By revising national air quality standards for the main ingredient of smog to between 60 and 70 parts per billion — from an 84 parts per billion standard set in 1997 — the EPA estimates that up to 12,000 American lives could be saved and 58,000 asthma attacks avoided each year.
PA press secretary Brendan Gilfillan would not specify when a final decision would be reached, only that the agency anticipates doing so “shortly” and would “use the long-standing flexibility in the Clean Air Act to consider costs, jobs and the economy.”
This fourth postponement by the Obama administration on the ozone decision comes as little surprise to experts, in large part because of persistent industry and political pressures. Industry experts argue that a tighter standard is not in the best interest of a country tight on cash. Further,as Politico reported, many of the resulting non-compliant counties would fall within swing states key to Obama’s reelection campaign.
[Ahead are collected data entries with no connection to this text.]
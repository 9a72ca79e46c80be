//! Evaluation budget for a single search phase.
//!
//! Every candidate formula costs one evaluation; a phase stops when either
//! its evaluation allowance or its wall-clock window runs out, whichever
//! comes first. The deadline is checked on every charge so a slow resolver
//! cannot blow past the window by more than one evaluation.

use std::time::{Duration, Instant};

pub(crate) struct SearchBudget {
    deadline: Instant,
    evals_left: u64,
}

impl SearchBudget {
    pub(crate) fn new(window: Duration, max_evals: u64) -> Self {
        SearchBudget { deadline: Instant::now() + window, evals_left: max_evals }
    }

    /// Charge one evaluation. Returns `false` once the budget is spent.
    pub(crate) fn charge(&mut self) -> bool {
        if self.evals_left == 0 {
            return false;
        }
        self.evals_left -= 1;
        Instant::now() < self.deadline
    }

    /// Would `evals` full evaluations fit in what is left?
    pub(crate) fn fits(&self, evals: u64) -> bool {
        evals <= self.evals_left
    }
}

#[cfg(test)]
mod tests {
    use super::*;

    #[test]
    fn exhausts_after_max_evals() {
        let mut budget = SearchBudget::new(Duration::from_secs(60), 3);
        assert!(budget.charge());
        assert!(budget.charge());
        assert!(budget.charge());
        assert!(!budget.charge());
    }

    #[test]
    fn expired_window_stops_charging() {
        let mut budget = SearchBudget::new(Duration::ZERO, 100);
        assert!(!budget.charge());
    }

    #[test]
    fn fits_tracks_remaining_evals() {
        let mut budget = SearchBudget::new(Duration::from_secs(60), 10);
        assert!(budget.fits(10));
        assert!(!budget.fits(11));
        budget.charge();
        assert!(budget.fits(9));
        assert!(!budget.fits(10));
    }
}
“This action is discretionary — no law or court is compelling action — and would clearly harm job creation and economic growth, all at a time when air quality continues to improve under the existing standards,” American Petroleum Institute (API) President and CEO Jack Gerard said in a statement.
“It’s ridiculous. This has been going on for over 11 years,” said Elizabeth Martin Perera, a public health expert with the nonprofit Union of Concerned Scientists Climate and Energy Program. “Industry has been trying to do everything they can to delay the standard.”
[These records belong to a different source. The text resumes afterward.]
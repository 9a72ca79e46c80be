//! Audit trail for a resolution run.
//!
//! Every action the resolver takes — a cancellation, a block, a stepwise
//! reduction, a collapse — is appended to an ordered log so that callers can
//! show *why* a formula produced its final effects. The log is the engine's
//! observability surface; collecting it is cheap (tens of entries) and
//! always on.

use std::fmt;

/// What a resolver step did.
#[derive(Debug, Clone, Copy, PartialEq, Eq)]
pub enum LogAction {
    /// Two opposing atoms suppressed each other.
    Cancel,
    /// Presence of one kind removed atoms of other kinds.
    Block,
    /// A cross-tier pairing degraded to a weaker residual atom.
    Reduce,
    /// Several same-kind atoms collapsed to the strongest representative.
    Collapse,
}

impl fmt::Display for LogAction {
    fn fmt(&self, f: &mut fmt::Formatter<'_>) -> fmt::Result {
        let s = match self {
            LogAction::Cancel => "cancel",
            LogAction::Block => "block",
            LogAction::Reduce => "reduce",
            LogAction::Collapse => "collapse",
        };
        f.write_str(s)
    }
}

/// One audit record: an action and its human-readable detail line.
#[derive(Debug, Clone, PartialEq, Eq)]
pub struct ResolveLog {
    pub action: LogAction,
    pub details: String,
}

impl ResolveLog {
    pub(crate) fn new(action: LogAction, details: impl Into<String>) -> Self {
        ResolveLog { action, details: details.into() }
    }
}

/// Outcome of resolving one formula's atoms.
///
/// A non-empty `violations` list marks the formula invalid but the final
/// effects are still fully populated — callers decide how to present an
/// unstable result.
#[derive(Debug, Clone, Default)]
pub struct Resolution {
    /// Display texts of the surviving effects, in reporting order.
    pub final_effects: Vec<String>,
    /// Ordered audit log of every action taken.
    pub logs: Vec<ResolveLog>,
    /// Rule violations (currently: output-size limit exceeded).
    pub violations: Vec<String>,
}

impl Resolution {
    pub fn effect_count(&self) -> usize {
        self.final_effects.len()
    }

    pub fn is_valid(&self) -> bool {
        self.violations.is_empty()
    }
}
//! Error taxonomy.
//!
//! Only two things in this crate can fail: formula/token handling (caller
//! input) and data-pack loading (process startup). Classification,
//! normalization, and resolution are total — unknown text degrades to a
//! generic `raw` atom, and an over-limit result is reported as a violation
//! on the [`Resolution`](crate::Resolution), never as an error.

use std::path::PathBuf;
use thiserror::Error;

/// Rejections raised before any resolution work happens.
///
/// Format errors and constraint violations are surfaced immediately and are
/// never retried; a formula that fails validation is never resolved.
#[derive(Debug, Error, PartialEq, Eq)]
pub enum FormulaError {
    /// The token is not `<code><digit 1-3>`, e.g. `RK2`.
    #[error("bad token format: {0:?} (expected CODE1/CODE2/CODE3)")]
    BadTokenFormat(String),

    /// The same ingredient with the same chosen slot appears twice.
    #[error("duplicate selection token: {0}")]
    DuplicateToken(String),

    /// A recipe must contain exactly the fixed formula size of tokens.
    #[error("formula must contain {expected} tokens, got {got}")]
    WrongSize { expected: usize, got: usize },

    /// One ingredient code appears more than twice.
    #[error("ingredient {code} is used {count} times (max 2 is allowed)")]
    TooManyRepeats { code: String, count: usize },

    /// A repeated code must use distinct slot indices.
    #[error("ingredient {0} is repeated without changing the slot index")]
    RepeatedWithoutSlotChange(String),

    /// Token references a code absent from the ingredient index.
    #[error("unknown ingredient code: {0}")]
    UnknownIngredient(String),

    /// The ingredient record has no main effect text.
    #[error("ingredient {0} has no main effect")]
    MissingMainEffect(String),

    /// The chosen secondary slot is empty for this ingredient.
    #[error("ingredient {code} has no effect in slot {slot}")]
    MissingSlotEffect { code: String, slot: u8 },
}

/// Failures while loading the data pack (ingredients, catalog, rules).
#[derive(Debug, Error)]
pub enum PackError {
    #[error("failed to read {path}: {source}")]
    Io {
        path: PathBuf,
        #[source]
        source: std::io::Error,
    },

    #[error("failed to parse {path}: {source}")]
    Parse {
        path: PathBuf,
        #[source]
        source: serde_json::Error,
    },
}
Perera, like Gerard, noted that substantial cuts to emissions have been achieved since the Clean Air Act came around in 1970. “But climate change is steadily eating away at those gains,” she added.
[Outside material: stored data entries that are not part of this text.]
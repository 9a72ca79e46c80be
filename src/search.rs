//! Recipe search: find token formulas that brew a requested effect.
//!
//! The search inverts the resolver. Given a target effect text it looks for
//! five-token formulas whose resolved output contains the target, preferring
//! formulas with fewer side effects and less harmful ones.
//!
//! ## Strategy
//!
//! ```text
//! target text ── seed_tokens ──> seeds (tokens that yield the target)
//!                                  │
//!                                  v
//!                 ranked_pool (seeds + supportive fillers)
//!                                  │
//!                   ┌──────────────┴──────────────┐
//!                   v                             v
//!          exhaustive enumeration        seeded random sampling
//!          (when it fits the budget)     (when the space is too big)
//!                   └──────────────┬──────────────┘
//!                                  v
//!                        score + rank candidates
//! ```
//!
//! Phases relax the side-effect tolerance: phase 1 accepts only a clean
//! single-effect brew and gets the lion's share of the time budget plus a
//! widened pool; later phases accept one more final effect each, up to the
//! rules' output limit. The first phase that produces any candidate wins.
//!
//! Sampling is driven by a caller-provided seed, so results are reproducible
//! for a fixed data pack and options.

#[path = "search/budget.rs"]
mod budget;
#[path = "search/pool.rs"]
mod pool;

pub(crate) use pool::TokenUniverse;

use crate::api::SearchOptions;
use crate::catalog::EffectCatalog;
use crate::classify::classify_effect_text;
use crate::config::RulesConfig;
use crate::engine::{ResolveLog, resolve_effect_texts};
use crate::normalize::{normalize_key, normalize_text};
use crate::token::{FORMULA_SIZE, validate_recipe_tokens};
use budget::SearchBudget;
use rand::rngs::StdRng;
use rand::{Rng, SeedableRng};
use std::collections::BTreeSet;
use std::time::Duration;

/// Cap on the first (strictest) phase's share of the time budget.
const PHASE_ONE_WINDOW_CAP: Duration = Duration::from_secs(8);
/// Evaluation allowances: the strict phase digs much deeper.
const PHASE_ONE_EVALS: u64 = 650_000;
const RELAXED_EVALS: u64 = 180_000;
/// Minimum pool/seed widths for the strict phase.
const PHASE_ONE_MIN_POOL: usize = 70;
const PHASE_ONE_MIN_SEEDS: usize = 16;
/// Sampling mixes draws from the top of the ranked pool with uniform draws.
const SAMPLE_TOP_SLICE: usize = 90;
const SAMPLE_TOP_PROB: f64 = 0.6;
const SAMPLE_MAX_ATTEMPTS: usize = 200;
/// Internal working-set floor, independent of how few results were asked for.
const MIN_KEPT: usize = 10;

/// Harm scoring of a candidate's final effects.
const POISON_HARM: i32 = 3;
const MINOR_HARM: i32 = 2;
const MINOR_HARM_KINDS: &[&str] = &[
    "sleep",
    "hallucinations",
    "lie",
    "kleptomania",
    "curious_varvara",
    "intoxication",
    "carefree",
];

/// A scored formula produced by the search.
#[derive(Debug, Clone)]
pub struct RecipeCandidate {
    /// The five selection tokens, in pick order.
    pub tokens: Vec<String>,
    /// Resolved output of the formula (contains the target).
    pub final_effects: Vec<String>,
    /// The resolver's audit log for this formula.
    pub logs: Vec<ResolveLog>,
    /// Number of final effects (the primary ranking key).
    pub effect_count: usize,
    /// Harm score of the final effects (lower is better).
    pub harm: i32,
}

impl RecipeCandidate {
    fn sort_key(&self) -> (usize, i32, String) {
        (self.effect_count, self.harm, self.tokens.join(","))
    }
}

/// Run the phased search for `effect_text`.
///
/// Returns at most `options.max_results` candidates, best first, or an empty
/// vector when no token yields the target at all or the budget runs out
/// without a hit.
pub(crate) fn find_recipes(
    universe: &TokenUniverse,
    catalog: &EffectCatalog,
    cfg: &RulesConfig,
    effect_text: &str,
    options: &SearchOptions,
) -> Vec<RecipeCandidate> {
    let target = normalize_text(effect_text);
    let target_key = normalize_key(&target);

    let phases = cfg.max_final_effects.max(1);
    let phase_one_window = (options.time_budget / 2).min(PHASE_ONE_WINDOW_CAP);
    let relaxed_window = if phases > 1 {
        options.time_budget.saturating_sub(phase_one_window) / (phases as u32 - 1)
    } else {
        Duration::ZERO
    };

    for max_effects in 1..=phases {
        let (max_seeds, pool_size, evals, window) = if max_effects == 1 {
            (
                options.max_seeds.max(PHASE_ONE_MIN_SEEDS),
                options.pool_size.max(PHASE_ONE_MIN_POOL),
                PHASE_ONE_EVALS,
                phase_one_window,
            )
        } else {
            (options.max_seeds, options.pool_size, RELAXED_EVALS, relaxed_window)
        };

        let seeds = universe.seed_tokens(&target, max_seeds);
        if seeds.is_empty() {
            // No token produces the target; relaxing tolerance cannot help.
            return Vec::new();
        }
        let pool = universe.ranked_pool(&seeds, pool_size);
        if pool.len() < FORMULA_SIZE {
            continue;
        }

        let mut budget = SearchBudget::new(window, evals);
        let exhaustive = enumeration_cost(seeds.len(), pool.len())
            .map_or(false, |cost| budget.fits(cost));

        let found = if exhaustive {
            enumerate_phase(&seeds, &pool, universe, catalog, cfg, &target_key, max_effects, options, &mut budget)
        } else {
            sample_phase(&seeds, &pool, universe, catalog, cfg, &target_key, max_effects, options, &mut budget)
        };
        if !found.is_empty() {
            return found;
        }
    }
    Vec::new()
}

/// `seeds × C(pool − 1, 4)`, or `None` on overflow (treated as "too big").
fn enumeration_cost(seeds: usize, pool: usize) -> Option<u64> {
    if pool < FORMULA_SIZE {
        return Some(0);
    }
    let n = (pool - 1) as u64;
    let combos = n.checked_mul(n - 1)?.checked_mul(n - 2)?.checked_mul(n - 3)? / 24;
    combos.checked_mul(seeds as u64)
}

#[allow(clippy::too_many_arguments)]
fn enumerate_phase(
    seeds: &[String],
    pool: &[String],
    universe: &TokenUniverse,
    catalog: &EffectCatalog,
    cfg: &RulesConfig,
    target_key: &str,
    max_effects: usize,
    options: &SearchOptions,
    budget: &mut SearchBudget,
) -> Vec<RecipeCandidate> {
    let keep = options.max_results.max(MIN_KEPT);
    let mut best: Vec<RecipeCandidate> = Vec::new();

    'outer: for seed in seeds {
        let rest: Vec<&String> = pool.iter().filter(|tok| *tok != seed).collect();
        let n = rest.len();
        for i in 0..n {
            for j in i + 1..n {
                for k in j + 1..n {
                    for l in k + 1..n {
                        if !budget.charge() {
                            break 'outer;
                        }
                        let tokens = vec![
                            seed.clone(),
                            rest[i].clone(),
                            rest[j].clone(),
                            rest[k].clone(),
                            rest[l].clone(),
                        ];
                        if let Some(candidate) =
                            score_formula(&tokens, universe, catalog, cfg, target_key, max_effects)
                        {
                            let clean = candidate.effect_count == 1;
                            best.push(candidate);
                            if clean {
                                break 'outer;
                            }
                            prune(&mut best, keep);
                        }
                    }
                }
            }
        }
    }

    finish(best, options.max_results)
}

#[allow(clippy::too_many_arguments)]
fn sample_phase(
    seeds: &[String],
    pool: &[String],
    universe: &TokenUniverse,
    catalog: &EffectCatalog,
    cfg: &RulesConfig,
    target_key: &str,
    max_effects: usize,
    options: &SearchOptions,
    budget: &mut SearchBudget,
) -> Vec<RecipeCandidate> {
    let keep = options.max_results.max(MIN_KEPT);
    let top = pool.len().min(SAMPLE_TOP_SLICE);
    let mut rng = StdRng::seed_from_u64(options.seed);
    let mut seen: BTreeSet<Vec<String>> = BTreeSet::new();
    let mut best: Vec<RecipeCandidate> = Vec::new();

    while budget.charge() {
        let mut tokens = vec![seeds[rng.gen_range(0..seeds.len())].clone()];
        let mut attempts = 0;
        while tokens.len() < FORMULA_SIZE && attempts < SAMPLE_MAX_ATTEMPTS {
            attempts += 1;
            let pick = if rng.gen_bool(SAMPLE_TOP_PROB) {
                &pool[rng.gen_range(0..top)]
            } else {
                &pool[rng.gen_range(0..pool.len())]
            };
            if !tokens.contains(pick) {
                tokens.push(pick.clone());
            }
        }
        if tokens.len() < FORMULA_SIZE {
            continue;
        }

        let mut key = tokens.clone();
        key.sort();
        if !seen.insert(key) {
            continue;
        }

        if let Some(candidate) = score_formula(&tokens, universe, catalog, cfg, target_key, max_effects) {
            let clean = candidate.effect_count == 1;
            best.push(candidate);
            if clean {
                break;
            }
            prune(&mut best, keep);
        }
    }

    finish(best, options.max_results)
}

/// Validate, expand, resolve, and score one formula. `None` means the formula
/// is malformed, breaks a rule, overshoots the side-effect tolerance, or does
/// not yield the target.
fn score_formula(
    tokens: &[String],
    universe: &TokenUniverse,
    catalog: &EffectCatalog,
    cfg: &RulesConfig,
    target_key: &str,
    max_effects: usize,
) -> Option<RecipeCandidate> {
    validate_recipe_tokens(tokens).ok()?;

    let mut texts: Vec<String> = Vec::with_capacity(FORMULA_SIZE * 2);
    for token in tokens {
        let info = universe.get(token)?;
        texts.push(info.main_effect.clone());
        texts.push(info.add_effect.clone());
    }

    let resolution = resolve_effect_texts(&texts, cfg, catalog);
    if !resolution.is_valid() || resolution.effect_count() > max_effects {
        return None;
    }
    if !resolution.final_effects.iter().any(|text| normalize_key(text) == target_key) {
        return None;
    }

    let harm = harm_score(&resolution.final_effects, catalog);
    Some(RecipeCandidate {
        tokens: tokens.to_vec(),
        effect_count: resolution.final_effects.len(),
        final_effects: resolution.final_effects,
        logs: resolution.logs,
        harm,
    })
}

fn harm_score(effects: &[String], catalog: &EffectCatalog) -> i32 {
    let mut harm = 0;
    for text in effects {
        for atom in classify_effect_text(text, catalog) {
            if atom.kind.starts_with("poison") {
                harm += POISON_HARM;
            } else if MINOR_HARM_KINDS.contains(&atom.kind.as_str()) {
                harm += MINOR_HARM;
            }
        }
    }
    harm
}

/// Bound the working set during a long phase.
fn prune(best: &mut Vec<RecipeCandidate>, keep: usize) {
    if best.len() > keep * 4 {
        best.sort_by(|a, b| a.sort_key().cmp(&b.sort_key()));
        best.truncate(keep);
    }
}

fn finish(mut best: Vec<RecipeCandidate>, max_results: usize) -> Vec<RecipeCandidate> {
    best.sort_by(|a, b| a.sort_key().cmp(&b.sort_key()));
    best.dedup_by(|a, b| a.tokens == b.tokens);
    best.truncate(max_results);
    best
}

#[cfg(test)]
mod tests {
    use super::*;
    use crate::Tier;
    use crate::catalog::EffectClass;
    use crate::ingredient::IngredientIndex;

    fn catalog() -> EffectCatalog {
        EffectCatalog::from_entries([
            ("Правда", "truth", None),
            ("Сон", "sleep", None),
            ("Пробуждение", "wake", None),
            ("Слабый яд", "poison", Some(Tier::Weak)),
            ("Противоядие от смертельных ядов", "antidote", Some(Tier::Deadly)),
        ]
        .map(|(text, kind, tier)| {
            (text.to_string(), EffectClass { kind: kind.to_string(), tier, tags: Vec::new() })
        }))
    }

    fn universe(catalog: &EffectCatalog) -> TokenUniverse {
        // Ten effect texts across the five tokens: one target, one deadly
        // antidote, four weak poisons, two sleeps, two wakes. Everything but
        // the target cancels out.
        let index = IngredientIndex::from_json_str(
            r#"{
                "ingredients": {
                    "AA": {"main": "Слабый яд", "add1": "Правда", "add2": "", "add3": ""},
                    "BB": {"main": "Противоядие от смертельных ядов", "add1": "Слабый яд", "add2": "", "add3": ""},
                    "CC": {"main": "Слабый яд", "add1": "Сон", "add2": "", "add3": ""},
                    "DD": {"main": "Сон", "add1": "Слабый яд", "add2": "", "add3": ""},
                    "EE": {"main": "Пробуждение", "add1": "Пробуждение", "add2": "", "add3": ""}
                }
            }"#,
        )
        .unwrap();
        TokenUniverse::build(&index, catalog)
    }

    fn options() -> SearchOptions {
        SearchOptions {
            pool_size: 5,
            max_seeds: 4,
            max_results: 3,
            time_budget: Duration::from_secs(5),
            seed: 0,
        }
    }

    #[test]
    fn finds_clean_single_effect_recipe() {
        let catalog = catalog();
        let universe = universe(&catalog);
        let found =
            find_recipes(&universe, &catalog, &RulesConfig::default(), "Правда", &options());
        assert_eq!(found.len(), 1);
        let best = &found[0];
        assert_eq!(best.effect_count, 1);
        assert_eq!(best.final_effects, vec!["Правда"]);
        assert_eq!(best.harm, 0);
        let mut tokens = best.tokens.clone();
        tokens.sort();
        assert_eq!(tokens, vec!["AA1", "BB1", "CC1", "DD1", "EE1"]);
        // The target-producing token leads the pick order.
        assert_eq!(best.tokens[0], "AA1");
    }

    #[test]
    fn search_is_deterministic_for_a_fixed_seed() {
        let catalog = catalog();
        let universe = universe(&catalog);
        let cfg = RulesConfig::default();
        let first = find_recipes(&universe, &catalog, &cfg, "Правда", &options());
        let second = find_recipes(&universe, &catalog, &cfg, "Правда", &options());
        let tokens =
            |found: &[RecipeCandidate]| found.iter().map(|c| c.tokens.clone()).collect::<Vec<_>>();
        assert_eq!(tokens(&first), tokens(&second));
    }

    #[test]
    fn unknown_target_yields_no_recipes() {
        let catalog = catalog();
        let universe = universe(&catalog);
        let found = find_recipes(
            &universe,
            &catalog,
            &RulesConfig::default(),
            "Несуществующий эффект",
            &options(),
        );
        assert!(found.is_empty());
    }

    #[test]
    fn harm_scores_poison_and_minor_harms() {
        let catalog = catalog();
        let effects = ["Слабый яд".to_string(), "Сон".to_string(), "Правда".to_string()];
        assert_eq!(harm_score(&effects, &catalog), POISON_HARM + MINOR_HARM);
    }

    #[test]
    fn enumeration_cost_counts_seeded_combinations() {
        // 2 seeds × C(9, 4) = 2 × 126.
        assert_eq!(enumeration_cost(2, 10), Some(252));
        assert_eq!(enumeration_cost(1, 4), Some(0));
    }

    #[test]
    fn candidates_rank_by_effect_count_then_harm() {
        let a = RecipeCandidate {
            tokens: vec!["AA1".into()],
            final_effects: vec![],
            logs: vec![],
            effect_count: 2,
            harm: 0,
        };
        let b = RecipeCandidate { effect_count: 1, harm: 5, ..a.clone() };
        assert!(b.sort_key() < a.sort_key());
        let c = RecipeCandidate { effect_count: 2, harm: 3, ..a.clone() };
        assert!(a.sort_key() < c.sort_key());
    }
}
Nitrogen oxide and volatile organic compounds produced primarily by automobiles, power plants and factories will react together in the presence of heat and sunlight to produce ground-level ozone, or smog. The toxic concoction can wreck havoc on the lungs and heart.
“Ozone is heavily dependent on temperatures,” said Perera, who recently co-authored a study looking at the link. “For every 1 degree of warming, there’s a 1.2 parts per billion increase in ozone.”
In 2008, the Bush administration attempted to set the standard at 75 parts per billion, ignoring recommendations of a Clean Air Scientific Advisory Committee that had unanimously advised a limit between 60 and 70 parts per billion. The Obama administration decided to reconsider in 2009, recognizing that the Bush-era figure would not hold up in court: The Clean Air Act requires that any standard-setting be based solely on science.
Now, as the administration continues to contemplate its decision, additional evidence reveals smog’s complicated and harmful effects.
Perera’s study, published in June, found that climate change-induced ozone increases could result in an array of health-related costs by 2020, including 2.8 million additional serious respiratory illnesses and nearly a million additional missed school days, all amounting to about $5.4 billion in costs.
A separate study published last week found that healthy young adults experienced breathing troubles even at 60 parts per billion of ozone.
“These are the toughest among us,” said Janice Nolen, assistant vice president of national policy and advocacy at the American Lung Association. Nolen was one of a handful of public health officials who presented recommendations at the White House on Monday. “What does this suggest for children with asthma, or older adults?”
The World Health Organization recommends a standard of 50 parts per billion.
Even changes to within the proposed range could bring “tangible benefits to public health,” said Jonathan Levy, an air pollution expert at the Boston University School of Public Health.
Levy noted that the difference between a limit of 75 and 65 parts per billion would be roughly 2,200 fewer heart attacks and 8,400 fewer hospital and emergency room visits per year by 2020. “This is because of the ozone benefits and because many of the control strategies for ozone would also lower levels of fine particulate matter, which would also have health benefits,” he said.
Still, industry experts point to the potentially high economic costs, including lost jobs. “The proposed new regulations would put nearly every county in the country into non-compliance, which means that no new manufacturing facilities, bridges, oil and gas wells could be built,” Carlton Carroll, spokesman for the API said in an email.
The EPA and other environmental advocates maintain that the benefits would far outweigh the costs. Ozone is also not the only clean air issue on the EPA’s radar. New standards for carbon and mercury emissions are pending, and a new cross-state air pollution rule was set last week to address the problem that many states affected by pollution “do not have the power to regulate emissions from other states,” Charlotte Collins, vice president of policy and programs at the Allergy Foundation of America, said in an email.
“We have 40 years of experience to know that the Clean Air Act works,” said Nolen. “The same arguments come up every time because these impacts affect a lot of different places and different people. But there is evidence to support the fact that we can have clean air and a strong economy, too.”